悠大はぐったりしている嶺亜を見た。
「ごめん…」
ギュッと嶺亜を抱きしめる悠大。
その後、悠大はタクシーを拾ってとりあえず嶺亜を連れて家に戻った。
青い顔をしている嶺亜を見て、悠大はどうしたらいいのか判らず眠っている嶺亜を見ているしかできなかった。
悠大が嶺亜の傍で見ていると。
フッとサキが現れた。
「あ~あ。相変わらず、あんたって何もできない人なのね」
やれやれと、サキは嶺亜に歩み寄った。
「サキ・・・来たのか? 」
「見ていられないわ。ちょっと、この子疲労が溜まり過ぎているわ。あんたが冷たくするから、傷ついているのよ。いい加減、向き合わないと本当にこの子連れて行くわよ」
「だから、それは困ると言ったじゃないか」
「ふーん」
サキは嶺亜の頭にそっと触れた。
「もうすぐ目を覚ますから、ちゃんと病院連れて行きなさいよ。
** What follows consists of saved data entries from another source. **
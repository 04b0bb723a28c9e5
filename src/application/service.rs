use super::dispatcher::{Dispatch, Dispatcher};
use crate::domain::ledger::{Amount, Balance, Withdrawal};
use crate::domain::order::{Order, OrderNumber};
use crate::domain::ports::LedgerStoreRef;
use crate::domain::user::UserId;
use crate::error::{LoyaltyError, Result};
use argon2::Argon2;
use argon2::password_hash::{PasswordHash, PasswordHasher, PasswordVerifier, SaltString};
use rand::rngs::OsRng;
use rust_decimal::Decimal;
use std::sync::Arc;
use tracing::{info, instrument, warn};

/// Outcome of [`LoyaltyService::submit_order`]. Both are successes.
#[derive(Debug, Clone, Copy, PartialEq, Eq)]
pub enum Submission {
    /// New order stored and handed to reconciliation.
    Accepted,
    /// The same user had already submitted this number; nothing changed.
    AlreadySubmitted,
}

/// Entry point for whatever layer faces users (HTTP handlers, the batch CLI).
///
/// Owns the path from a raw request to the store and the dispatcher; the
/// dispatcher is shared so the caller can shut it down during termination.
pub struct LoyaltyService {
    store: LedgerStoreRef,
    dispatcher: Arc<Dispatcher>,
}

impl LoyaltyService {
    pub fn new(store: LedgerStoreRef, dispatcher: Arc<Dispatcher>) -> Self {
        Self { store, dispatcher }
    }

    pub fn dispatcher(&self) -> &Arc<Dispatcher> {
        &self.dispatcher
    }

    /// Registers a user. `Exists` if the login is taken.
    #[instrument(skip(self, password))]
    pub async fn register(&self, login: &str, password: &str) -> Result<UserId> {
        let salt = SaltString::generate(&mut OsRng);
        let password_hash = Argon2::default()
            .hash_password(password.as_bytes(), &salt)
            .map_err(|e| LoyaltyError::InternalError(format!("hashing failed: {}", e)))?
            .to_string();
        let id = self.store.create_user(login, &password_hash).await?;
        info!(user = %id, "user registered");
        Ok(id)
    }

    /// Resolves credentials to a user id. Unknown login and wrong password
    /// are both `NotFound`.
    #[instrument(skip(self, password))]
    pub async fn login(&self, login: &str, password: &str) -> Result<UserId> {
        let user = self.store.get_user(login).await?;
        let parsed = PasswordHash::new(&user.password_hash)
            .map_err(|e| LoyaltyError::InternalError(format!("invalid hash format: {}", e)))?;
        Argon2::default()
            .verify_password(password.as_bytes(), &parsed)
            .map_err(|_| LoyaltyError::NotFound)?;
        Ok(user.id)
    }

    /// Stores a new order and starts reconciling it.
    ///
    /// A resubmission by the owner is `AlreadySubmitted`; a number owned by
    /// someone else is `Conflict`. Once reconciliation has been shut down
    /// nothing is stored and the call fails with `Cancelled`.
    #[instrument(skip(self))]
    pub async fn submit_order(&self, user_id: UserId, raw_number: &str) -> Result<Submission> {
        let number = OrderNumber::parse(raw_number)?;
        if self.dispatcher.is_cancelled() {
            return Err(LoyaltyError::Cancelled);
        }
        match self.store.create_order(user_id, &number).await {
            Ok(()) => {}
            Err(LoyaltyError::Exists) => return Ok(Submission::AlreadySubmitted),
            Err(e) => return Err(e),
        }
        info!(order = %number, "order accepted");
        // The row is committed, so the order is accepted either way.
        if let Err(e) = self.dispatcher.dispatch(user_id, number.clone()) {
            warn!(order = %number, error = %e, "order stored but not dispatched, retrigger it to reconcile");
        }
        Ok(Submission::Accepted)
    }

    /// Re-dispatches a stuck order. Terminal orders are left alone and
    /// reported as `None`.
    #[instrument(skip(self))]
    pub async fn retrigger(&self, user_id: UserId, raw_number: &str) -> Result<Option<Dispatch>> {
        let number = OrderNumber::parse(raw_number)?;
        let order = self.store.get_order(user_id, &number).await?;
        if order.status.is_terminal() {
            warn!(order = %number, status = %order.status, "order already final, not re-dispatching");
            return Ok(None);
        }
        self.dispatcher.dispatch(user_id, number).map(Some)
    }

    pub async fn order(&self, user_id: UserId, raw_number: &str) -> Result<Order> {
        let number = OrderNumber::parse(raw_number)?;
        self.store.get_order(user_id, &number).await
    }

    pub async fn orders(&self, user_id: UserId) -> Result<Vec<Order>> {
        self.store.get_orders(user_id).await
    }

    pub async fn balance(&self, user_id: UserId) -> Result<Balance> {
        self.store.get_balance(user_id).await
    }

    /// Spends points against a reference number. `NotEnoughMoney` leaves the
    /// ledger untouched.
    #[instrument(skip(self))]
    pub async fn withdraw(&self, user_id: UserId, raw_number: &str, sum: Decimal) -> Result<()> {
        let number = OrderNumber::parse(raw_number)?;
        let amount = Amount::new(sum)?;
        self.store.withdraw(user_id, &number, amount).await?;
        info!(order = %number, %sum, "points withdrawn");
        Ok(())
    }

    pub async fn withdrawals(&self, user_id: UserId) -> Result<Vec<Withdrawal>> {
        self.store.get_withdrawals(user_id).await
    }

    /// Waits for all reconciliation tasks to finish on their own.
    pub async fn drain(&self) -> Result<()> {
        self.dispatcher.drain().await
    }

    /// Cancels reconciliation and waits for every task to exit.
    pub async fn shutdown(&self) -> Result<()> {
        self.dispatcher.shutdown().await
    }
}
保険は、ちゃんとこの子の事を扶養に入れているんでしょうね? 」
「もちろんだ」
「それなら安心だわ。病院は外科ね、分かると思うけど。右の頬を強打されているの。食べる事も痛くてできない状態。倒れたのは、過労と発熱。しばらく目を離さない事よ」
「分かった、有難う」
嶺亜を見て、サキはそっと微笑んだ。
「あんたには勿体ないくらい、綺麗な子だね。どうやら、私と同じ天使の血族みたいね」
「そうなのか? 」
「そのうち解るわ。大切にしてよ」
「ああ」
フッと、サキは消えた。
眠ている嶺亜を見て、悠大はマスクをしていてもなんだか、かなりやつれて見える。
生活費も新婚二人の生活には、かなり多めに渡していた。
それが1日も立たなうちに、全てなくなっていた…。
その上、まだお金を要求されていたとは…。
一緒にいて、いくら無関心でいたとしても全く気づかなかった自分が情けなく悠大は思った。